Tracing the history of the Catholic Church and its growth
The Roman Catholicism is a worldwide religious tradition of over 1.2 billion members.
It traces its history to Jesus of Nazareth, the Messiah and architect of the New Testament who lived around Jerusalem, Israel during the period of Roman occupation, in the early 30s of the Common Era.
Christians date the birth of the Church to Pentecost, the feast celebrated ten days after Jesus’ ascension into heaven, fifty days after the resurrection. Since the first Christians believed Jesus’ second coming would occur any day, creating a structure was unnecessary.
As time passed and the first apostles were dying before Jesus’ return, they had to hand authority to successors (apostolic succession) by praying and imposing hands over a person that the apostle and/or community recognized as a natural leader, who was likely assisted by others.
It is easy to see here a borrowing from the Jewish system of elders, sometimes referred to by the Latin words Saniores (older or wiser persons), Presbyter, or Sacerdos.
In a sense, these are the founders of what became organized Roman Catholicism, but it is best to think of the first centuries of Christianity as a string of loosely-affiliated churches throughout the Roman Empire.
Each was headed by a local leader who came to be called a bishop (from the Greek Episkopos: supervisor, inspector, or overseer) instead of a priest or deacon, but this distinction of office took time.
All of these Greek and Latin words seemed to have been used interchangeably for at least a century.
The idea that each local church would have only one bishop made sense, since the communities were fairly small, and this idea is called Monepiscopacy. The bishop was many things at once: chief liturgist, preacher and teacher, administrator and judge, and symbol of the community.
The bishop and his church were considered inseparable. Ignatius of Antioch, one of these local leaders who was taken from his home in Antioch to Rome and martyred there about 110-117, wrote to the Christian community in Smyrna in Asia minor: “Apart from the bishop let no one do anything pertaining to the church.
Its members congregate in a communion of churches headed by bishops, whose role originated with the disciples of Jesus. Over a period of some decades after Jesus’ life, death, and resurrection, the bishops spread out across the world to form a “universal” (Greek, Katholikos) church, with the bishop of Rome (traced to the apostle Peter) holding primacy.

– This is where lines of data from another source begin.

use thiserror::Error;

#[derive(Error, Debug, Clone, PartialEq)]
pub enum CalcError {
    #[error("division by zero ({0} / 0)")]
    DivisionByZero(f64),

    #[error("operand {0} is not a finite number")]
    NonFiniteOperand(f64),

    #[error("result of {op} is not a finite number")]
    NonFiniteResult { op: &'static str },
}

#[derive(Debug, Clone, Copy, PartialEq, Eq)]
pub enum Operation {
    Sum,
    Rest,
    Mult,
    Div,
}

impl Operation {
    pub fn verb(self) -> &'static str {
        match self {
            Operation::Sum => "adding",
            Operation::Rest => "subtracting",
            Operation::Mult => "multiplying",
            Operation::Div => "dividing",
        }
    }

    pub fn apply(self, a: f64, b: f64) -> Result<f64, CalcError> {
        match self {
            Operation::Sum => sum(a, b),
            Operation::Rest => rest(a, b),
            Operation::Mult => mult(a, b),
            Operation::Div => div(a, b),
        }
    }

    /// 例如 `The result of adding 2 and 3 is 5`
    pub fn describe(self, a: f64, b: f64) -> Result<String, CalcError> {
        let result = self.apply(a, b)?;
        Ok(format!(
            "The result of {} {} and {} is {}",
            self.verb(),
            a,
            b,
            result
        ))
    }
}

fn checked(op: &'static str, a: f64, b: f64, f: impl Fn(f64, f64) -> f64) -> Result<f64, CalcError> {
    for v in [a, b] {
        if !v.is_finite() {
            return Err(CalcError::NonFiniteOperand(v));
        }
    }
    let result = f(a, b);
    if result.is_finite() {
        Ok(result)
    } else {
        Err(CalcError::NonFiniteResult { op })
    }
}

pub fn sum(a: f64, b: f64) -> Result<f64, CalcError> {
    checked("sum", a, b, |a, b| a + b)
}

pub fn rest(a: f64, b: f64) -> Result<f64, CalcError> {
    checked("rest", a, b, |a, b| a - b)
}

pub fn mult(a: f64, b: f64) -> Result<f64, CalcError> {
    checked("mult", a, b, |a, b| a * b)
}

pub fn div(a: f64, b: f64) -> Result<f64, CalcError> {
    if b == 0.0 && a.is_finite() {
        return Err(CalcError::DivisionByZero(a));
    }
    checked("div", a, b, |a, b| a / b)
}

Today, Vatican City — and specifically, Saint Peter’s Basilica — stands over the grave of St. Peter, and the Pope is considered Peter’s successor. Catholic Christianity began as a persecuted religious community, illegal in the Roman Empire in its earliest days, but within some three hundred years and with the conversion of the Emperor Constantine, it became legal and eventually was recognized as the official religion of the Empire.
With the decline and fall of Rome in the 5th Century, the Roman Church assumed both temporal and spiritual authority in the West; it thus had enormous influence on the development of the art and culture of the western world through the Middle Ages.

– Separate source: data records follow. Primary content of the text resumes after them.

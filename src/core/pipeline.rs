use crate::core::extract::RankingPage;
use crate::core::{ConfigProvider, OutputFormat, Page, Pipeline, RankingRecord, Storage, TransformResult};
use crate::utils::error::{Result, ToolkitError};
use reqwest::Client;
use std::io::Write;
use std::time::Duration;
use zip::write::{FileOptions, ZipWriter};

pub const OUTPUT_STEM: &str = "rankings";
const USER_AGENT: &str = concat!("prework-toolkit/", env!("CARGO_PKG_VERSION"));

pub struct RankingsPipeline<S: Storage, C: ConfigProvider> {
    storage: S,
    config: C,
    client: Client,
}

impl<S: Storage, C: ConfigProvider> RankingsPipeline<S, C> {
    pub fn new(storage: S, config: C) -> Result<Self> {
        let client = Client::builder()
            .user_agent(USER_AGENT)
            .timeout(Duration::from_secs(config.timeout_secs()))
            .build()?;
        Ok(Self {
            storage,
            config,
            client,
        })
    }

    async fn fetch_once(&self, url: &str) -> Result<String> {
        let response = self.client.get(url).send().await?;
        let status = response.status();
        tracing::debug!("GET {} -> {}", url, status);

        if !status.is_success() {
            return Err(ToolkitError::HttpStatusError {
                url: url.to_string(),
                status: status.as_u16(),
            });
        }
        Ok(response.text().await?)
    }

    /// 可重試的錯誤以固定間隔重試，其他錯誤直接回傳
    async fn fetch(&self, url: &str) -> Result<String> {
        let attempts = self.config.retry_attempts();
        let mut attempt = 0;
        loop {
            match self.fetch_once(url).await {
                Ok(body) => return Ok(body),
                Err(e) if e.is_retryable() && attempt < attempts => {
                    attempt += 1;
                    tracing::warn!(
                        "🔁 Request to {} failed ({}), retry {}/{}",
                        url,
                        e,
                        attempt,
                        attempts
                    );
                    tokio::time::sleep(Duration::from_millis(self.config.retry_delay_ms())).await;
                }
                Err(e) => return Err(e),
            }
        }
    }
}

fn parse_pages(pages: &[Page], limit: usize) -> Result<Vec<RankingRecord>> {
    let mut records = Vec::new();
    for page in pages {
        let page_records = RankingPage::parse(&page.html, limit).records(&page.topic)?;
        tracing::debug!("Parsed {} items from {}", page_records.len(), page.url);
        if page_records.is_empty() {
            tracing::warn!("⚠️ No ranking items found on {}", page.url);
        }
        records.extend(page_records);
    }
    Ok(records)
}

fn render_delimited(records: &[RankingRecord], delimiter: u8) -> Result<String> {
    let mut writer = csv::WriterBuilder::new()
        .delimiter(delimiter)
        .from_writer(Vec::new());
    if records.is_empty() {
        writer.write_record(["topic", "ranking", "rating", "reviews", "cost", "summary"])?;
    }
    for record in records {
        writer.serialize(record)?;
    }
    let bytes = writer.into_inner().map_err(|e| e.into_error())?;
    String::from_utf8(bytes).map_err(|e| ToolkitError::ParseError {
        message: format!("delimited output is not UTF-8: {}", e),
    })
}

#[async_trait::async_trait]
impl<S: Storage, C: ConfigProvider> Pipeline for RankingsPipeline<S, C> {
    async fn extract(&self) -> Result<Vec<Page>> {
        let mut pages = Vec::with_capacity(self.config.topics().len());

        // 每個主題頁面只抓一次
        for topic in self.config.topics() {
            let url = self.config.page_url(topic);
            tracing::info!("🌐 Fetching {}", url);
            let html = self.fetch(&url).await?;
            pages.push(Page {
                topic: topic.clone(),
                url,
                html,
            });
        }

        Ok(pages)
    }

    async fn transform(&self, pages: Vec<Page>) -> Result<TransformResult> {
        let records = parse_pages(&pages, self.config.max_items())?;

        Ok(TransformResult {
            csv_output: render_delimited(&records, b',')?,
            tsv_output: render_delimited(&records, b'\t')?,
            json_output: serde_json::to_string_pretty(&records)?,
            records,
        })
    }

    async fn load(&self, result: TransformResult) -> Result<String> {
        let formats = self.config.output_formats();
        let contents = |format: OutputFormat| match format {
            OutputFormat::Csv => result.csv_output.as_bytes(),
            OutputFormat::Tsv => result.tsv_output.as_bytes(),
            OutputFormat::Json => result.json_output.as_bytes(),
        };

        if self.config.compress() {
            let filename = format!("{}.zip", OUTPUT_STEM);
            tracing::debug!("Creating ZIP file with {} files", formats.len());

            let zip_data = {
                let mut zip = ZipWriter::new(std::io::Cursor::new(Vec::new()));
                for format in &formats {
                    zip.start_file::<_, ()>(
                        format!("{}.{}", OUTPUT_STEM, format.extension()),
                        FileOptions::default(),
                    )?;
                    zip.write_all(contents(*format))?;
                }
                zip.finish()?.into_inner()
            };

            self.storage.write_file(&filename, &zip_data).await?;
            return Ok(format!("{}/{}", self.config.output_path(), filename));
        }

        for format in &formats {
            let filename = format!("{}.{}", OUTPUT_STEM, format.extension());
            tracing::debug!("Writing {}", filename);
            self.storage.write_file(&filename, contents(*format)).await?;
        }

        Ok(self.config.output_path().to_string())
    }
}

Today, its growth is fastest in Africa, South America, and Asia.
Quick Fact Details:
- Formed: 33 AD as St Peter took over the reins of leadership of the church after the crucifixion, death and rising of Christ Jesus. While the belief system recognized as Christianity is in place by the first century, institutional structures developed over time. Nor is it possible to distinguish Catholicism as a separate tradition until it can be differentiated from other Christian traditions (most notably, Eastern Orthodoxy and Protestantism). Scholars recognize a variety of significant institutional, theological, and cultural markers in this development:
- 325 — Council of Nicea. The first post-apostolic ecumenical council of the Christian community at which Church leaders formed a creedal statement of belief recognized universally.
- 381 — First Council of Constantinople. This council amended and ratified the Nicene Creed, resulting in the version used by Christian churches around the world. The Nicene Creed as used today in worldwide churches was formulated.
- 440-461 — Pope Leo I. Jurisdiction over the worldwide Church is affirmed thus cementing the papacy, a uniquely Roman Catholic structure.
- 1054 — The Big Schism. Although the Eastern and Western branches of the Church had long been divided over theological, cultural, linguistic, and ecclesiological disputes, the separation was formalized in 1054, thus creating the first large-scale division within Christendom.
- 1600 century — The term “Roman Catholic” is not generally used until the Protestant Reformation, and some historians see the Council of Trent (1545-1563) as a centralizing movement within Catholicism that enhanced the authority of Rome.
Sacred Texts: The Roman Catholic Church includes in the Old Testament several deuteron-canoncial books that Protestants rejected. The New Testament is the same as that used by Christians everywhere.